393 F.3d 839
UNITED STATES of America, Plaintiff-Appellee,
v.
Lonnie Maurice HILL, Defendant-Appellant.
No. 04-2020.
United States Court of Appeals, Eighth Circuit.
Submitted: October 19, 2004.
Filed: January 11, 2005.
Scott C. Peterson, argued, Cedar Rapids, IA (Clemens Erdahl, on the brief), for appellant.
Daniel C. Tvedt, argued, Asst. U.S. Atty., Cedar Rapids, IA, for appellee.
Before COLLOTON, LAY, GRUENDER, Circuit Judges.
LAY, Circuit Judge.
Lonnie Maurice Hill appeals the district court's1 denial of his motion to suppress evidence. We affirm the district court.
At approximately 1:00 A.M., a store clerk working at the HandiMart convenience store in Cedar Rapids, Iowa, phoned police to report suspicious activity in the store. The store was located in a known area of prostitution and, after observing a woman and a man enter the store's small restroom, the clerk suspected the two were using the restroom as a place for unlawful sexual activity.
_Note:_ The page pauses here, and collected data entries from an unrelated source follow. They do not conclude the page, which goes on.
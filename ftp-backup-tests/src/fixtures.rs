//! Test fixtures and sample data
//!
//! Provides pre-built remote listings and config templates for testing.

/// Remote names for `days` consecutive nightly runs of one kind, oldest first
pub fn dated_artifacts(name: &str, extension: &str, days: u32) -> Vec<String> {
    (1..=days)
        .map(|day| format!("{}_2024-01-{:02}_03:00:00.{}", name, day, extension))
        .collect()
}

/// A remote directory holding two backup families and both artifact kinds
pub fn mixed_remote_listing() -> Vec<String> {
    let mut listing = Vec::new();
    for day in 1..=3 {
        listing.push(format!("nightly_2024-01-{:02}_03:00:00.zip", day));
        listing.push(format!("nightly_2024-01-{:02}_03:00:00.sql", day));
        listing.push(format!("weekly_2024-01-{:02}_04:00:00.zip", day));
    }
    listing.push("README.txt".to_string());
    listing
}

/// Minimal valid config TOML template
///
/// Placeholders: `{host}`, `{port}`, `{temp_dir}`, `{log_dir}`.
pub fn minimal_config_toml() -> &'static str {
    r#"
[transfer_server]
host = "{host}"
port = {port}
username = "backup"
password = "ftp-secret"
timeout_seconds = 1

[backup_policy]
name = "nightly"
retention_count = 3
temp_directory = "{temp_dir}"

[logging]
log_directory = "{log_dir}"
log_level = "debug"
"#
}

/// Config TOML with every optional section present
pub fn full_config_toml() -> &'static str {
    r#"
[transfer_server]
host = "ftp.example.com"
port = 2121
username = "backup"
password = "ftp-secret"
timeout_seconds = 30

[backup_policy]
name = "nightly"
retention_count = 7
temp_directory = "/var/tmp/ftp-backup"
dump_timeout_seconds = 600
require_notification = true

[database]
backend = "postgresql"
host = "db.internal"
port = 5432
username = "postgres"
password = "db-secret"
database = "shop"

[notification]
subject = "Nightly backup"
from = "backup@example.com"
to = "ops@example.com"
body = "Backup finished successfully"
relay_host = "mail.internal"
relay_port = 2525

[logging]
log_directory = "/var/log/ftp-backup"
log_level = "warn"
log_max_files = 3
"#
}

/// Fill the placeholders of [`minimal_config_toml`]
pub fn render_minimal_config(host: &str, port: u16, temp_dir: &str, log_dir: &str) -> String {
    minimal_config_toml()
        .replace("{host}", host)
        .replace("{port}", &port.to_string())
        .replace("{temp_dir}", temp_dir)
        .replace("{log_dir}", log_dir)
}
//! Fluent API for building test configurations
//!
//! Provides a builder pattern for creating test configurations with sensible defaults.

use ftp_backup::config::{
    BackupPolicy, Config, DatabaseConfig, LoggingSettings, NotificationSpec, ServerEndpoint,
};
use std::fs;
use std::path::{Path, PathBuf};
use tempfile::TempDir;

/// Builder for creating test configurations
pub struct ConfigBuilder {
    temp_dir: TempDir,
    transfer_server: ServerEndpoint,
    backup_policy: BackupPolicy,
    database: Option<DatabaseConfig>,
    notification: Option<NotificationSpec>,
    logging: LoggingSettings,
}

impl ConfigBuilder {
    /// Create a new ConfigBuilder with only the required sections
    pub fn new() -> Self {
        let temp_dir = TempDir::new().expect("Failed to create temp dir");

        let log_directory = temp_dir.path().join("logs");
        fs::create_dir_all(&log_directory).expect("Failed to create log_directory");

        let transfer_server = ServerEndpoint {
            host: "127.0.0.1".to_string(),
            port: 21,
            username: "backup".to_string(),
            password: "ftp-secret".to_string(),
            timeout_seconds: 5,
        };

        let backup_policy = BackupPolicy {
            name: "nightly".to_string(),
            retention_count: 0,
            temp_directory: temp_dir.path().join("staging"),
            dump_timeout_seconds: 3600,
            require_notification: false,
        };

        Self {
            temp_dir,
            transfer_server,
            backup_policy,
            database: None,
            notification: None,
            logging: LoggingSettings {
                log_directory,
                log_level: "debug".to_string(),
                log_max_files: 5,
            },
        }
    }

    /// Create a config with a notification section, the usual production shape
    pub fn minimal() -> Self {
        Self::new().with_notification("ops@example.com")
    }

    /// Set the backup name
    pub fn with_name(mut self, name: &str) -> Self {
        self.backup_policy.name = name.to_string();
        self
    }

    /// Set the retention count
    pub fn with_retention(mut self, retention_count: u32) -> Self {
        self.backup_policy.retention_count = retention_count;
        self
    }

    /// Point the transfer server at a host and port
    pub fn with_server(mut self, host: &str, port: u16) -> Self {
        self.transfer_server.host = host.to_string();
        self.transfer_server.port = port;
        self
    }

    /// Set the transfer timeout
    pub fn with_timeout(mut self, seconds: u64) -> Self {
        self.transfer_server.timeout_seconds = seconds;
        self
    }

    /// Add a MySQL database section
    pub fn with_mysql(mut self, database: Option<&str>) -> Self {
        self.database = Some(DatabaseConfig {
            backend: "mysql".to_string(),
            host: "localhost".to_string(),
            port: 3306,
            username: "root".to_string(),
            password: "db-secret".to_string(),
            database: database.map(str::to_string),
        });
        self
    }

    /// Add a database section with a custom backend tag
    pub fn with_database(mut self, database: DatabaseConfig) -> Self {
        self.database = Some(database);
        self
    }

    /// Add a notification section sending to `to`
    pub fn with_notification(mut self, to: &str) -> Self {
        self.notification = Some(NotificationSpec {
            subject: "Backup report".to_string(),
            from: "backup@example.com".to_string(),
            to: to.to_string(),
            body: "Backup finished successfully".to_string(),
            relay_host: "localhost".to_string(),
            relay_port: 25,
            timeout_seconds: 10,
        });
        self
    }

    /// Remove the notification section
    pub fn without_notification(mut self) -> Self {
        self.notification = None;
        self
    }

    /// Require a notification section at load time
    pub fn requiring_notification(mut self) -> Self {
        self.backup_policy.require_notification = true;
        self
    }

    /// Get the temp directory path
    pub fn temp_dir(&self) -> &Path {
        self.temp_dir.path()
    }

    /// Staging directory artifacts are written to
    pub fn staging_dir(&self) -> PathBuf {
        self.backup_policy.temp_directory.clone()
    }

    /// Build the configuration, dropping the temp directory
    pub fn build(self) -> Config {
        self.persist().0
    }

    /// Build the configuration and keep the temp directory alive
    pub fn persist(self) -> (Config, TempDir) {
        let config = Config {
            transfer_server: self.transfer_server,
            backup_policy: self.backup_policy,
            database: self.database,
            notification: self.notification,
            logging: self.logging,
        };
        (config, self.temp_dir)
    }

    /// Build, write the config as TOML and return its path
    pub fn write_to_file(self, file_name: &str) -> (PathBuf, Config, TempDir) {
        let (config, temp_dir) = self.persist();
        let path = temp_dir.path().join(file_name);
        let content = toml::to_string_pretty(&config).expect("Failed to serialize config");
        fs::write(&path, content).expect("Failed to write config file");
        (path, config, temp_dir)
    }
}

impl Default for ConfigBuilder {
    fn default() -> Self {
        Self::new()
    }
}
//! Utilities for running commands with proper error handling and timeouts

use anyhow::{Context, Result};
use std::process::{Command, Output, Stdio};
use std::time::Duration;
use tracing::{debug, error};

/// Run a command with extra environment variables and an optional timeout
///
/// Environment values are never logged; callers pass secrets through them.
pub fn run_command(
    program: &str,
    args: &[&str],
    envs: &[(&str, &str)],
    timeout: Option<Duration>,
) -> Result<Output> {
    let mut cmd = Command::new(program);
    cmd.args(args);
    cmd.envs(envs.iter().copied());
    cmd.stdin(Stdio::null());
    cmd.stdout(Stdio::piped());
    cmd.stderr(Stdio::piped());

    debug!("Running command: {} {}", program, args.join(" "));

    let output = if let Some(timeout_duration) = timeout {
        let runtime = tokio::runtime::Builder::new_current_thread()
            .enable_all()
            .build()
            .context("Failed to start runtime for command timeout")?;

        runtime.block_on(async {
            let mut child = tokio::process::Command::from(cmd);
            child.kill_on_drop(true);

            let result = tokio::time::timeout(timeout_duration, child.output()).await;

            match result {
                Ok(output) => output.context(format!("Failed to execute {}", program)),
                Err(_) => Err(anyhow::anyhow!("Command timed out after {:?}", timeout_duration)),
            }
        })?
    } else {
        cmd.output()
            .context(format!("Failed to execute {}", program))?
    };

    if !output.status.success() {
        let stderr = String::from_utf8_lossy(&output.stderr);
        error!("Command failed: {} {}", program, args.join(" "));
        error!("Stderr: {}", stderr);
        anyhow::bail!(
            "Command failed with exit code {:?}: {}",
            output.status.code(),
            stderr.trim()
        );
    }

    let stdout = String::from_utf8_lossy(&output.stdout);
    if !stdout.is_empty() {
        debug!("Command output: {}", stdout);
    }

    Ok(output)
}
pub mod backup;
pub mod logging;
pub mod notification;
pub mod rotation;
//! Unit tests for artifact production

use ftp_backup::config::DatabaseConfig;
use ftp_backup::error::ArchiveError;
use ftp_backup::job::ArtifactKind;
use ftp_backup::utils::archive::zip_directory;
use ftp_backup::utils::archive_ops::RealArchiver;
use std::fs::File;
use std::io::Read;
use std::time::Duration;
use test_utils::{ArchiveProducer, MockExecutor, MockResponse, TestContext};

fn mysql() -> DatabaseConfig {
    DatabaseConfig {
        backend: "mysql".to_string(),
        host: "localhost".to_string(),
        port: 3306,
        username: "root".to_string(),
        password: "db-secret".to_string(),
        database: Some("shop".to_string()),
    }
}

#[test]
fn test_zip_extracts_to_source_tree() {
    let ctx = TestContext::new();
    let site = ctx.create_source_tree();
    let destination = ctx.temp_dir().join("out/site.zip");

    zip_directory(&site, &destination).unwrap();

    let mut archive = zip::ZipArchive::new(File::open(&destination).unwrap()).unwrap();
    let mut contents = String::new();
    archive
        .by_name("css/style.css")
        .unwrap()
        .read_to_string(&mut contents)
        .unwrap();
    assert_eq!(contents, "body {}");
    assert!(archive.by_name("index.html").is_ok());
    assert!(archive.by_name("uploads/logo.png").is_ok());
}

#[test]
fn test_zip_missing_source() {
    let ctx = TestContext::new();
    let result = zip_directory(&ctx.temp_dir().join("nope"), &ctx.temp_dir().join("x.zip"));
    assert!(matches!(result, Err(ArchiveError::SourceUnreadable { .. })));
}

#[test]
fn test_real_archiver_names_artifact() {
    let ctx = TestContext::new();
    let site = ctx.create_source_tree();
    let prefix = ctx.temp_dir().join("staging/nightly_2024-01-05_03:00:00");

    let artifact = RealArchiver::new()
        .produce_directory_archive(&site, &prefix)
        .unwrap();

    assert_eq!(artifact.kind, ArtifactKind::Zip);
    assert_eq!(artifact.remote_name, "nightly_2024-01-05_03:00:00.zip");
    assert!(artifact.local_path.exists());
}

#[test]
fn test_dump_runs_through_executor() {
    let ctx = TestContext::new();
    let executor = MockExecutor::new();
    let archiver = RealArchiver::with_executor(Box::new(executor.clone()));
    let prefix = ctx.temp_dir().join("nightly_2024-01-05_03:00:00");

    let artifact = archiver
        .produce_database_dump(&mysql(), &prefix, Duration::from_secs(60))
        .unwrap();

    assert_eq!(artifact.remote_name, "nightly_2024-01-05_03:00:00.sql");
    let calls = executor.get_calls();
    assert_eq!(calls.len(), 1);
    assert_eq!(calls[0].program, "mysqldump");
    assert!(calls[0].args.iter().all(|a| !a.contains("db-secret")));
    assert!(calls[0].env_keys.contains(&"MYSQL_PWD".to_string()));
}

#[test]
fn test_dump_failure() {
    let ctx = TestContext::new();
    let executor = MockExecutor::new().with_default_response(MockResponse::Failure {
        stderr: "Access denied".to_string(),
        exit_code: 2,
    });
    let archiver = RealArchiver::with_executor(Box::new(executor));

    let result = archiver.produce_database_dump(
        &mysql(),
        &ctx.temp_dir().join("nightly"),
        Duration::from_secs(60),
    );

    assert!(matches!(result, Err(ArchiveError::Dump { .. })));
}

#[test]
fn test_staging_inside_source_round_trips() {
    let ctx = TestContext::new();
    let site = ctx.create_source_tree();
    let prefix = site.join("staging/nightly_2024-01-05_03:00:00");

    let artifact = RealArchiver::new()
        .produce_directory_archive(&site, &prefix)
        .unwrap();

    let archive = zip::ZipArchive::new(File::open(&artifact.local_path).unwrap()).unwrap();
    let mut files: Vec<&str> = archive.file_names().filter(|n| !n.ends_with('/')).collect();
    files.sort();
    assert_eq!(files, vec!["css/style.css", "index.html", "uploads/logo.png"]);
}
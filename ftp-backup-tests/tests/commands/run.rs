//! Tests for a backup run
//!
//! A run archives, uploads, rotates and notifies; failures end it early
//! with exactly one failure notification.

use ftp_backup::error::{FailureKind, JobError};
use ftp_backup::job::BackupRequest;
use ftp_backup::managers::backup::RunState;
use test_utils::{
    dated_artifacts, ArchiveCall, ConfigBuilder, Harness, MockArchiver, MockFailure,
    MockMailRelay, MockTransferClient, TestContext, TransferCall,
};

fn directory_request(ctx: &TestContext) -> BackupRequest {
    BackupRequest {
        directory: Some(ctx.create_source_tree()),
        ..Default::default()
    }
}

fn both_request(ctx: &TestContext) -> BackupRequest {
    BackupRequest {
        use_database: true,
        ..directory_request(ctx)
    }
}

#[test]
fn test_run_directory_backup() {
    let ctx = TestContext::from_builder(ConfigBuilder::minimal().with_retention(3));
    let harness = ctx.harness(MockTransferClient::new());
    let job = harness.job_on(&directory_request(&ctx), 5);

    let report = harness.orchestrator.run_job(&job);

    assert!(report.succeeded());
    assert_eq!(report.uploaded, vec!["nightly_2024-01-05_03:00:00.zip"]);
    assert_eq!(harness.relay.sent_count(), 1);
    assert_eq!(harness.relay.sent()[0].body, "Backup finished successfully");
}

#[test]
fn test_run_uploads_zip_before_dump() {
    let ctx = TestContext::from_builder(ConfigBuilder::minimal().with_mysql(None));
    let harness = ctx.harness(MockTransferClient::new());
    let job = harness.job_on(&both_request(&ctx), 5);

    let report = harness.orchestrator.run_job(&job);

    assert!(report.succeeded());
    let uploads: Vec<TransferCall> = harness
        .transfer
        .get_calls()
        .into_iter()
        .filter(|c| matches!(c, TransferCall::Upload { .. }))
        .collect();
    assert_eq!(
        uploads,
        vec![
            TransferCall::Upload {
                name: "nightly_2024-01-05_03:00:00.zip".to_string()
            },
            TransferCall::Upload {
                name: "nightly_2024-01-05_03:00:00.sql".to_string()
            },
        ]
    );
    assert!(matches!(
        harness.archiver.get_calls()[1],
        ArchiveCall::Dump { .. }
    ));
}

#[test]
fn test_run_rotates_old_remote_copies() {
    let ctx = TestContext::from_builder(ConfigBuilder::minimal().with_retention(3));
    let transfer =
        MockTransferClient::new().with_remote_files(dated_artifacts("nightly", "zip", 4));
    let harness = ctx.harness(transfer);
    let job = harness.job_on(&directory_request(&ctx), 5);

    let report = harness.orchestrator.run_job(&job);

    assert!(report.states.contains(&RunState::Rotating));
    assert_eq!(report.rotated.len(), 2);
    let remote = harness.transfer.remote_files();
    assert_eq!(remote.len(), 3);
    assert_eq!(remote.last().unwrap(), "nightly_2024-01-05_03:00:00.zip");
}

#[test]
fn test_rotation_failure_does_not_fail_run() {
    let listing = dated_artifacts("nightly", "zip", 4);
    let ctx = TestContext::from_builder(ConfigBuilder::minimal().with_retention(1));
    let transfer = MockTransferClient::new()
        .with_remote_files(listing.clone())
        .with_failing_delete(&listing[0]);
    let harness = ctx.harness(transfer);

    let report = harness
        .orchestrator
        .run_job(&harness.job_on(&directory_request(&ctx), 5));

    assert!(report.succeeded());
    // The other expired copies are still deleted and reported
    assert_eq!(report.rotated, listing[1..].to_vec());
    assert!(harness.transfer.remote_files().contains(&listing[0]));
}

#[test]
fn test_run_name_override() {
    let ctx = TestContext::from_builder(ConfigBuilder::minimal());
    let harness = ctx.harness(MockTransferClient::new());
    let request = BackupRequest {
        name: Some("weekly".to_string()),
        ..directory_request(&ctx)
    };

    let report = harness.orchestrator.run_job(&harness.job_on(&request, 5));

    assert_eq!(report.uploaded, vec!["weekly_2024-01-05_03:00:00.zip"]);
}

#[test]
fn test_run_email_override() {
    let ctx = TestContext::from_builder(ConfigBuilder::minimal());
    let harness = ctx.harness(MockTransferClient::new());
    let request = BackupRequest {
        email: Some("oncall@example.com".to_string()),
        ..directory_request(&ctx)
    };

    harness.orchestrator.run_job(&harness.job_on(&request, 5));

    let sent = harness.relay.sent();
    assert_eq!(sent[0].to.email.to_string(), "oncall@example.com");
    assert_eq!(sent[0].subject, "Backup report");
}

#[test]
fn test_run_database_without_section() {
    let ctx = TestContext::from_builder(ConfigBuilder::minimal());
    let harness = ctx.harness(MockTransferClient::new());
    let request = BackupRequest {
        use_database: true,
        ..Default::default()
    };

    let result = harness.orchestrator.run(&request);

    assert!(matches!(result, Err(JobError::Config(_))));
    assert!(!harness.transfer.connect_called());
}

#[test]
fn test_run_without_sources() {
    let ctx = TestContext::from_builder(ConfigBuilder::minimal());
    let harness = ctx.harness(MockTransferClient::new());

    let result = harness.orchestrator.run(&BackupRequest::default());

    assert!(matches!(result, Err(JobError::Usage(_))));
}

#[test]
fn test_upload_failure_keeps_artifacts() {
    let ctx = TestContext::from_builder(ConfigBuilder::minimal().with_mysql(None));
    let transfer = MockTransferClient::new().with_failing_upload(".sql", MockFailure::Refused);
    let harness = ctx.harness(transfer);

    let report = harness
        .orchestrator
        .run_job(&harness.job_on(&both_request(&ctx), 5));

    assert_eq!(report.state(), RunState::Failed);
    assert_eq!(report.failure, Some(FailureKind::Upload));
    assert_eq!(report.uploaded, vec!["nightly_2024-01-05_03:00:00.zip"]);
    assert!(report.artifacts.iter().all(|a| a.local_path.exists()));
    assert_eq!(harness.relay.sent_count(), 1);
    assert_eq!(harness.relay.sent()[0].body, "error while uploading file");
    assert!(!harness.transfer.list_called());
}

#[test]
fn test_connect_timeout_message() {
    let ctx = TestContext::from_builder(ConfigBuilder::minimal());
    let transfer = MockTransferClient::new().with_failing_connect(MockFailure::Timeout);
    let harness = ctx.harness(transfer);

    let report = harness
        .orchestrator
        .run_job(&harness.job_on(&directory_request(&ctx), 5));

    assert_eq!(report.failure, Some(FailureKind::Timeout));
    assert_eq!(
        harness.relay.sent()[0].body,
        "ftp connection timeout exceeded"
    );
}

#[test]
fn test_archive_failure_message() {
    let (config, _temp) = ConfigBuilder::minimal().persist();
    let ctx = TestContext::new();
    let harness = Harness::new(
        config,
        MockArchiver::new().with_failing_directory(),
        MockTransferClient::new(),
        MockMailRelay::new(),
    );

    let report = harness
        .orchestrator
        .run_job(&harness.job_on(&directory_request(&ctx), 5));

    assert_eq!(
        report.states,
        vec![
            RunState::Init,
            RunState::Configured,
            RunState::Archiving,
            RunState::Failed
        ]
    );
    assert_eq!(harness.relay.sent()[0].body, "error while creating backup");
    assert!(harness.transfer.get_calls().is_empty());
}

#[test]
fn test_failure_without_notification_section() {
    let ctx = TestContext::from_builder(ConfigBuilder::new());
    let transfer = MockTransferClient::new().with_failing_connect(MockFailure::Refused);
    let harness = ctx.harness(transfer);

    let report = harness
        .orchestrator
        .run_job(&harness.job_on(&directory_request(&ctx), 5));

    assert_eq!(report.state(), RunState::Failed);
    assert!(!report.notified);
    assert_eq!(harness.relay.sent_count(), 0);
}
The single-person restroom, available for use by either men or women, was equipped with one stool and one urinal, but lacked any privacy partitions.
Police officers arrived within four minutes of the call. After conferring with the clerk, the officers knocked on the restroom door, but did not identify themselves as police officers. They received no response. One of the officers then rapped on the door with the end of his flashlight. He heard a jingle like a belt buckle, but otherwise no response. After knocking the second time, the officer used a Leatherman toolkit to unlock the door, but he did not open it. At this point, one of the occupants relocked the door. The officer warned the occupants that he would open the door if they did not come out. The officer then unlocked the door again with the Leatherman kit. This time the female pushed the door open just enough to allow her exit. Thereafter Hill began to exit. However, upon seeing the officer, he turned around and re-entered the restroom. Hill was partially undressed. His pants were unbuttoned, unzipped, and loosely held by the belt. Hill then set something metallic down. Hearing the sound, the officer poked his head into the bathroom through the ajar door and saw a small bag of marijuana and two clear baggies of cocaine on top of a metal wastepaper basket next to the toilet. While leaving the restroom, Hill dropped a t-shirt and a jacket on the floor. Hill was placed under arrest. A metal scale was found in the same shirt Hill left on the floor.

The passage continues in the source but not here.